18.12.08

japão

Meus olhos ardiam, como se pedras de gelo substituíssem minhas retinas. O vento era um fio gelado e preciso, podia cortar minha garganta e eu não me surpreenderia. Meus passos soavam ocos no chão seco e frio. Meus pés não me levam mais para os lugares que eu quero ir, mas essa noite tudo o que eu quero é sair. As paredes pareciam se fechar em uma lentidão claustrofóbica, e meus pensamentos vagando, pensando em todos os fatos que ocorreram nos últimos minutos. É uma merda as coisas mudarem desse jeito, finais de ano são turbulentos pra mim, não é uma tradição agradável. Continuei a me afastar de casa, já podia ver as luzes cansativas dos postes da rua principal. A última palavra que eu pronunciei essa noite devia estar carregada de raiva, mas não estava, a última palavra que eu pronunciei essa noite estava carregada de tristeza, e sem o meu consentimento. Ele vai para o Japão depois do natal. E tudo o que eu disse foi Não. Ele pretende me contar? Por que um país tão longe? Ele pretende me contar? Isso não vai mudar nada. Sei que depois dessa noite, a certeza que em breve eu vou ter um buraco no meio do peito não vai desaparecer. Meus olhos ardem com as luzes fortes e psicodélicas, já estou longe de casa, minha mente já vaga em lugares que eu não vou lembrar amanhã. Mas meus olhos ainda ardem, e eu não quero sair e sentir o vento frio, por que eu sei que ele ainda vai estar lá.

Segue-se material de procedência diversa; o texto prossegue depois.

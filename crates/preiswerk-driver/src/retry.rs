// SPDX-License-Identifier: PMPL-1.0-or-later
// Copyright (c) 2026 Jonathan D.A. Jewell (hyperpolymath) <jonathan.jewell@open.ac.uk>
//
// Generic retry engine with cancellable delays.
//
// Policy decides the spacing between attempts; the predicate decides
// whether an error is worth another attempt at all. Severity only changes
// how loudly exhaustion is reported, never whether we retry.

use std::time::Duration;

use futures::future::BoxFuture;
use tokio_util::sync::CancellationToken;
use tracing::{debug, error, warn};

use preiswerk_core::error::{DriverError, Result};

use crate::breaker::{CircuitBreaker, CircuitError};

/// Hard cap on any single backoff delay.
pub const BACKOFF_CAP: Duration = Duration::from_secs(30);

/// Spacing of attempts.
#[derive(Debug, Clone, Copy, PartialEq, Eq)]
pub enum RetryPolicy {
    /// One attempt, no delay.
    NoRetry,
    /// Constant delay between attempts.
    FixedRetry,
    /// `initial * 2^(attempt-1)`, capped at [`BACKOFF_CAP`].
    ExponentialBackoff,
    /// Delegated to the breaker; the fixed delay applies if it ever loops.
    CircuitBreaker,
}

/// How loudly to report exhaustion.
#[derive(Debug, Clone, Copy, PartialEq, Eq)]
pub enum Severity {
    Routine,
    Elevated,
    Critical,
}

/// Per-call retry configuration.
#[derive(Debug, Clone)]
pub struct ErrorConfig {
    pub policy: RetryPolicy,
    /// Retries after the first attempt; total attempts is `max_retries + 1`.
    pub max_retries: u32,
    pub initial_delay: Duration,
    pub severity: Severity,
    /// Delegate the whole attempt sequence through the circuit breaker
    /// instead of looping here.
    pub use_circuit_breaker: bool,
}

impl ErrorConfig {
    /// Optimistic bounded retries for unclassifiable errors.
    pub fn immediate(max_retries: u32) -> Self {
        Self {
            policy: RetryPolicy::NoRetry,
            max_retries,
            initial_delay: Duration::ZERO,
            severity: Severity::Routine,
            use_circuit_breaker: false,
        }
    }

    /// Exponential backoff for transient device trouble.
    pub fn backoff(max_retries: u32, initial_delay: Duration) -> Self {
        Self {
            policy: RetryPolicy::ExponentialBackoff,
            max_retries,
            initial_delay,
            severity: Severity::Elevated,
            use_circuit_breaker: false,
        }
    }
}

/// Delay before the retry following attempt number `attempt` (1-based).
pub fn delay_for(policy: RetryPolicy, initial: Duration, attempt: u32) -> Duration {
    match policy {
        RetryPolicy::NoRetry => Duration::ZERO,
        RetryPolicy::FixedRetry | RetryPolicy::CircuitBreaker => initial,
        RetryPolicy::ExponentialBackoff => {
            let factor = 1u32 << (attempt - 1).min(10);
            initial.saturating_mul(factor).min(BACKOFF_CAP)
        }
    }
}

/// Run `op` under the retry policy.
///
/// The delay between attempts races against the cancellation token, so a
/// cancelled job stops mid-backoff instead of waiting it out. When the
/// attempts run out the final error is re-raised, wrapped with the attempt
/// count if more than one attempt was made.
pub async fn run<'a, T, F, P>(
    config: &ErrorConfig,
    breaker: Option<&CircuitBreaker>,
    cancel: &CancellationToken,
    mut retry_if: P,
    mut op: F,
) -> Result<T>
where
    F: FnMut() -> BoxFuture<'a, Result<T>>,
    P: FnMut(&DriverError) -> bool,
{
    if config.use_circuit_breaker {
        if let Some(breaker) = breaker {
            // The breaker is the backoff; no extra loop on top of it.
            return breaker.execute(op).await.map_err(|e| match e {
                CircuitError::Open { retry_after } => DriverError::CircuitOpen { retry_after },
                CircuitError::Inner(inner) => inner,
            });
        }
    }

    let attempts = config.max_retries + 1;
    for attempt in 1..=attempts {
        let err = match op().await {
            Ok(value) => return Ok(value),
            Err(e) => e,
        };

        if attempt == attempts {
            report_exhaustion(config.severity, attempt, &err);
            if attempts == 1 {
                return Err(err);
            }
            return Err(DriverError::RetriesExhausted {
                attempts: attempt,
                last: Box::new(err),
            });
        }

        if !retry_if(&err) {
            debug!(attempt, error = %err, "retry predicate declined");
            return Err(err);
        }

        let delay = delay_for(config.policy, config.initial_delay, attempt);
        debug!(attempt, delay_ms = delay.as_millis(), error = %err, "scheduling retry");

        if delay.is_zero() {
            if cancel.is_cancelled() {
                return Err(DriverError::Cancelled);
            }
        } else {
            tokio::select! {
                () = cancel.cancelled() => return Err(DriverError::Cancelled),
                () = tokio::time::sleep(delay) => {}
            }
        }
    }

    unreachable!("loop always returns on the final attempt")
}

fn report_exhaustion(severity: Severity, attempts: u32, err: &DriverError) {
    match severity {
        Severity::Routine => debug!(attempts, error = %err, "retries exhausted"),
        Severity::Elevated => warn!(attempts, error = %err, "retries exhausted"),
        Severity::Critical => error!(attempts, error = %err, "retries exhausted"),
    }
}

#[cfg(test)]
mod tests {
    use super::*;
    use futures::FutureExt;
    use std::sync::Arc;
    use std::sync::atomic::{AtomicU32, Ordering};
    use std::time::Instant;

    fn flaky(calls: Arc<AtomicU32>, succeed_on: u32) -> impl FnMut() -> BoxFuture<'static, Result<u32>> {
        move || {
            let calls = Arc::clone(&calls);
            async move {
                let n = calls.fetch_add(1, Ordering::SeqCst) + 1;
                if n >= succeed_on {
                    Ok(n)
                } else {
                    Err(DriverError::Send {
                        detail: "device busy".into(),
                    })
                }
            }
            .boxed()
        }
    }

    #[tokio::test]
    async fn retries_until_success() {
        let calls = Arc::new(AtomicU32::new(0));
        let config = ErrorConfig {
            policy: RetryPolicy::FixedRetry,
            max_retries: 5,
            initial_delay: Duration::from_millis(1),
            severity: Severity::Routine,
            use_circuit_breaker: false,
        };
        let cancel = CancellationToken::new();

        let result = run(&config, None, &cancel, |_| true, flaky(Arc::clone(&calls), 3)).await;
        assert_eq!(result.unwrap(), 3);
        assert_eq!(calls.load(Ordering::SeqCst), 3);
    }

    #[tokio::test]
    async fn predicate_stops_retries() {
        let calls = Arc::new(AtomicU32::new(0));
        let config = ErrorConfig::backoff(5, Duration::from_millis(1));
        let cancel = CancellationToken::new();

        let result = run(&config, None, &cancel, |_| false, flaky(Arc::clone(&calls), 99)).await;
        assert!(matches!(result, Err(DriverError::Send { .. })));
        assert_eq!(calls.load(Ordering::SeqCst), 1);
    }

    #[tokio::test]
    async fn exhaustion_reports_attempt_count() {
        let calls = Arc::new(AtomicU32::new(0));
        let config = ErrorConfig::immediate(2);
        let cancel = CancellationToken::new();

        let result = run(&config, None, &cancel, |_| true, flaky(Arc::clone(&calls), 99)).await;
        match result {
            Err(DriverError::RetriesExhausted { attempts, last }) => {
                assert_eq!(attempts, 3);
                assert!(matches!(*last, DriverError::Send { .. }));
            }
            other => panic!("expected exhaustion, got {other:?}"),
        }
        assert_eq!(calls.load(Ordering::SeqCst), 3);
    }

    #[tokio::test]
    async fn single_attempt_returns_raw_error() {
        let calls = Arc::new(AtomicU32::new(0));
        let config = ErrorConfig::immediate(0);
        let cancel = CancellationToken::new();

        let result = run(&config, None, &cancel, |_| true, flaky(Arc::clone(&calls), 99)).await;
        assert!(matches!(result, Err(DriverError::Send { .. })));
    }

    #[test]
    fn exponential_delays_double_and_cap() {
        let initial = Duration::from_millis(100);
        assert_eq!(
            delay_for(RetryPolicy::ExponentialBackoff, initial, 1),
            Duration::from_millis(100)
        );
        assert_eq!(
            delay_for(RetryPolicy::ExponentialBackoff, initial, 2),
            Duration::from_millis(200)
        );
        assert_eq!(
            delay_for(RetryPolicy::ExponentialBackoff, initial, 3),
            Duration::from_millis(400)
        );
        assert_eq!(
            delay_for(RetryPolicy::ExponentialBackoff, Duration::from_secs(20), 3),
            BACKOFF_CAP
        );
        assert_eq!(
            delay_for(RetryPolicy::NoRetry, initial, 4),
            Duration::ZERO
        );
        assert_eq!(delay_for(RetryPolicy::FixedRetry, initial, 4), initial);
    }

    #[tokio::test]
    async fn cancellation_shortens_backoff() {
        let calls = Arc::new(AtomicU32::new(0));
        let config = ErrorConfig {
            policy: RetryPolicy::FixedRetry,
            max_retries: 3,
            initial_delay: Duration::from_secs(5),
            severity: Severity::Routine,
            use_circuit_breaker: false,
        };
        let cancel = CancellationToken::new();
        let canceller = cancel.clone();
        tokio::spawn(async move {
            tokio::time::sleep(Duration::from_millis(50)).await;
            canceller.cancel();
        });

        let started = Instant::now();
        let result = run(&config, None, &cancel, |_| true, flaky(Arc::clone(&calls), 99)).await;
        assert!(matches!(result, Err(DriverError::Cancelled)));
        assert!(
            started.elapsed() < Duration::from_secs(2),
            "cancel should cut the 5s backoff short"
        );
    }

    #[tokio::test]
    async fn breaker_delegation_makes_one_attempt() {
        let calls = Arc::new(AtomicU32::new(0));
        let config = ErrorConfig {
            policy: RetryPolicy::CircuitBreaker,
            max_retries: 5,
            initial_delay: Duration::from_millis(1),
            severity: Severity::Routine,
            use_circuit_breaker: true,
        };
        let breaker = CircuitBreaker::new(3, 1, Duration::from_secs(30));
        let cancel = CancellationToken::new();

        let result = run(
            &config,
            Some(&breaker),
            &cancel,
            |_| true,
            flaky(Arc::clone(&calls), 99),
        )
        .await;

        assert!(matches!(result, Err(DriverError::Send { .. })));
        assert_eq!(calls.load(Ordering::SeqCst), 1);
        assert_eq!(breaker.consecutive_failures(), 1);
    }
}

PS. Desculpa o post confuso.
m.

10 comentários:

R. disse...

Não (tão) confuso, Matheus. É ruim perder, especialmente pessoas. Pior arrepender. Mas passa. Graças ao conhaque passa.

Um abraço.

Qnto ao seu comment: Marx tinha razão, cara. Marx tinha razão :P

Camila Iara. disse...

Coisas confusas tendem a me inspirar de uma maneira surreal. Você escreve muito bem, fico contente por ter me encontrado (:

Felicitações.

Insolente disse...

cada dia mais real...e mesmo que não faça sentido, parece tão simples e tão. tão.

Brancatelli disse...

Cara... um amigo meu também vai pro Japão no começo de janeiro.
Provavelmente vai passar um ano fora.
E o que passa pela minha cabeça é que eu só tenho meio mês pra aproveitar com alguém que fez parte da minha vida nos últimos 4 anos!!

Cada amizade que a gente perde, mesmo que temporariamente, é exatamente isso...
Um buraco no peito.

O importante é fazer o tempo que resta valer a pena.

Renatinha disse...

Mas é na confusão que normalmente nos achamos.
Por que as pessoas ais importantesacabam indo embora? Eu gostaria de saber...

Ane Talita disse...

Tava com saudades dos seus posts "confusos"

beijo!

Thiago disse...

desculpa é o caralho matheuss! vc nao ped epr aninguém ler, então foa-se se o post ta confuso ou nçao, leem pq querem!

e eu gostei do post!
bom natal! :D

Luiz Eduardo C. A. disse...

cara gostei muito do texto, muito bom!

muuuuito bom mesmo!

Bruna Rasmussen disse...

Os buracos na gente vão tomando conta, até que a gente desaparece. E nem mesmo os fios de vento para cortar toda a dor que consome os ossos, a carne, o todo. A confusão é a única coisa que podemos aceitar, não se desculpe.

Abraços

Guilherme Freitas" disse...

finais de anos são sempre bem relativos, normalmente cheios de perdas, mas também cheios de esperanças.